Tax Implications of the COVID-19 Response: Corporate Residency and POEM

[Manjri Singh and Vijayaditya Reddy are IV year students at NALSAR University of Law]

The public health emergency caused by the corona virus pandemic has plunged the world into uncertain times. In order to ensure continuation of business in such an environment, video conferencing and other remote options are the only possibilities for conducting corporate meetings. For example, the Ministry of Corporate Affairs released different notices and circulars that would guide companies during these times. This includes a notification on board meetings, which provides that the requirement of physical presence of directors under section 173(2) of the Companies Act, 2013 read with rule 4 of the Companies (Meetings of Board and its Powers) Rules, 2014 would be relaxed, and video-conferencing and audio visual means could be employed for key commercial decision making. Although this would not apply to foreign companies, it is representative of the new mode of undertaking business management.

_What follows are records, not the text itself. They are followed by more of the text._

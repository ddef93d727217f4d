//! Core data types shared by the warehouse pallet packing engine and its
//! collaborators: [`Item`], [`PalletSpec`], [`PlacedItem`], [`Pallet`], the
//! tunable [`SolverWeights`]/[`SolverLimits`], and the validation [`Error`].

mod error;
mod item;
mod pallet;
mod weights;

pub use error::{Error, Result};
pub use item::{Item, Orientation, PlacedItem};
pub use pallet::{Pallet, PalletSpec};
pub use weights::{SolverLimits, SolverWeights, SUPPORT_OVERHANG_TOLERANCE};
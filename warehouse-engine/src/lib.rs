//! The pallet-packing engine: turns a flat list of order items into one or
//! more pallets, each obeying the hard constraints and maximizing a
//! weighted objective over density, stability and pick order.
//!
//! The narrow public surface is [`pack_order`] for the common multi-pallet
//! case and [`solve_pallet`] for callers that already manage pallet
//! boundaries themselves (used directly by the single-pallet test
//! scenarios). Everything else — pose selection, the constraint model,
//! presorting — is an internal implementation detail.

mod driver;
mod error;
mod input_builder;
mod picking_order;
mod presort;
mod solver;

pub use driver::pack_order;
pub use error::{EngineError, Result};
pub use input_builder::{build_items, OrderLine};
pub use picking_order::assign as assign_picking_order;
pub use presort::sort as presort_items;
pub use solver::{admissible_poses, item_fits_pallet, solve_pallet, Pose};
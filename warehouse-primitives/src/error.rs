//! Errors that can occur while constructing core domain values.

/// Result typedef for primitive construction.
pub type Result<T> = std::result::Result<T, Error>;

/// Errors raised when building an [`crate::Item`] or [`crate::PalletSpec`]
/// from caller-supplied data.
#[derive(Debug, Clone, PartialEq, derive_more::Display)]
pub enum Error {
    /// One of `w`, `d`, `h` was not a positive integer.
    #[display(fmt = "dimension must be positive, got {}", _0)]
    NonPositiveDimension(i64),
    /// `weight` was not a positive real.
    #[display(fmt = "weight must be positive, got {}", _0)]
    NonPositiveWeight(f64),
    /// `picking_order` was not a positive integer.
    #[display(fmt = "picking_order must be positive, got {}", _0)]
    NonPositivePickingOrder(i64),
    /// A mandatory string field (`id`, `type_id`, `location`, `name`) was empty.
    #[display(fmt = "field {} must not be empty", _0)]
    EmptyField(&'static str),
}

impl std::error::Error for Error {}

Due to the reliance placed on virtual means, there is an inadvertent impact of the tax residency status of corporations, which is to be assessed on a yearly basis. Section 6(3) of the Income Tax Act, 1961 provides that a company is a resident in India if it is an Indian company (i.e. incorporated in India), or its place of effective management (POEM) in that year, is India. The explanation to the sub-section states that POEM refers to the place where key management and commercial decisions that are necessary for the conduct of the business are made. The implication of being a resident of India is that global income becomes chargeable to tax in India by virtue of section 5(1) of the Income Tax Act. This test is used to determine the residency of a company that has not been incorporated in India.

The Ministry of Finance on 24 January 2017 issued a Circular on the Guiding Principles for determining the POEM of a Company. The working of the test is as follows. Companies incorporated in a foreign jurisdiction are classified as having active business outside India (ABOI) or not having active business outside India. The Circular provides the criteria for such determination. Relevant to this post, it is important to note that for companies that have active business outside India, the POEM is presumed to be outside India if majority of the meetings of the board of directors is held outside India (Guideline 7). There is no further guidance if the location of the meetings is not ascertainable, but the presumption may still operate.

For companies not engaged in active business outside India, the identification of people taking the key commercial decisions and the place where these decisions are being made assume significance (Guideline 8). It also provides that the place of taking decisions weighs over the place where these decisions are implemented. In the case of both companies engaged in active business in India, and not in India, it is evident that the physical place of commercial decision making is the most pertinent factor. It is this physical conducting of decision making that is rendered difficult by the pandemic and will have an impact on the determination of residency.

However, for companies not engaged in active business outside of India, the POEM test refers to decentralised means of holding meetings such as video conferencing. In such a case, the place where the majority of the directors reside become the guiding criteria (Guideline 8.2(d)). The head office of the company may also become relevant (Guideline 8.2(c)).

Illustratively, take a foreign company that is not engaged in active business outside India, and a majority of the directors are Indian residents. During the previous year, there were five board meetings, all of which were held outside India. At these board meetings, key decisions relating to the business were made. In such a scenario, ordinarily, the POEM would not be India, and the company would not be a resident of India for tax purposes. Taxation of this company would be limited to taxation on source-based principles. However, if the board were to conduct meetings virtually, and the place of meeting is now not ascertainable, the location or residence of the directors or even the head office would become the determinative factor. In case the location or residence of the directors that is considered, this company would now have its POEM in India.

Overall, the POEM test is still largely in unchartered territory, and evaluations are made on a case-by-case basis.  The POEM Circular is only meant to contain guidelines, and further these are used for domestic law purposes. If a corporation is a tax resident of India, and some other country (by virtue of the application of their domestic law), then a tiebreaker rule in the relevant tax treaty between these two nations may be applicable for dual residency. However, several solutions may be implemented such that the dual residency problem is avoided.

As a matter of policy, the relevant authorities may determine that the implications of change in the POEM as a result of COVID-19 is a temporary situation and will be overlooked in favour of the ordinary place of effective management. This has been implemented in Ireland where presence may be disregarded if owing to travel restriction.

In a similar vein, the HM Revenue and Custom in the United Kingdom (UK) published a guidance to state it was sympathetic to the disruption of business caused by the pandemic, and occasional participation of meetings from the UK on a temporary will not necessarily lead to a change to the resident status. A holistic view will be taken and determined on a case-by-case basis. The likelihood of this course of action being adopted in India is uncertain as the impact of the pandemic on revenues and tax may result in more aggressive taxation policies concerning foreign companies.

Other solutions would include having a minimum number of meetings during the period of travel restrictions. Even if such meetings are necessary, changing the composition of the board of directors, or ensuring a majority of the directors participating in the meeting are in the preferred place of management is adopted. In any case, it will be necessary for companies to re-evaluate and plan in advance their tax liabilities.